EXERCISE MATERIALS:
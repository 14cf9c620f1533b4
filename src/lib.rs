//! # hotel-booking
//!
//! Hotel room booking web service: browse hotels, view their rooms, book a
//! room for a date, list and cancel bookings. Booking writes and requests
//! are instrumented with Prometheus counters.
//!
//! ## Architecture
//!
//! ```text
//! Clients (HTTP)
//!     │
//!     ├── Request accounting (api/accounting)
//!     ├── Handlers (api/handlers)
//!     │
//!     ├── BookingService (service/) ──► BookingMetrics (metrics)
//!     │
//!     └── SQLite Persistence (persistence/)
//! ```
//!
//! A booking or cancellation that fails to commit is rolled back and counted
//! in `db_commit_failures_total`; the client is still redirected to the
//! booking list as if it had succeeded.

pub mod api;
pub mod app_state;
pub mod config;
pub mod domain;
pub mod error;
pub mod metrics;
pub mod persistence;
pub mod service;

WHAT THIS TASK INVOLVES: Once the listing has been read, copy every line of it exactly.

PROBLEM SOLUTION:
repository 14cf9c620f1533b4
filename src/lib.rs
//! # hotel-booking
//!
//! Hotel room booking web service: browse hotels, view their rooms, book a
//! room for a date, list and cancel bookings. Booking writes and requests
//! are instrumented with Prometheus counters.
//!
//! ## Architecture
//!
//! ```text
//! Clients (HTTP)
//!     │
//!     ├── Request accounting (api/accounting)
//!     ├── Handlers (api/handlers)
//!     │
//!     ├── BookingService (service/) ──► BookingMetrics (metrics)
//!     │
//!     └── SQLite Persistence (persistence/)
//! ```
//!
//! A booking or cancellation that fails to commit is rolled back and counted
//! in `db_commit_failures_total`; the client is still redirected to the
//! booking list as if it had succeeded.

pub mod api;
pub mod app_state;
pub mod config;
pub mod domain;
pub mod error;
pub mod metrics;
pub mod persistence;
pub mod service;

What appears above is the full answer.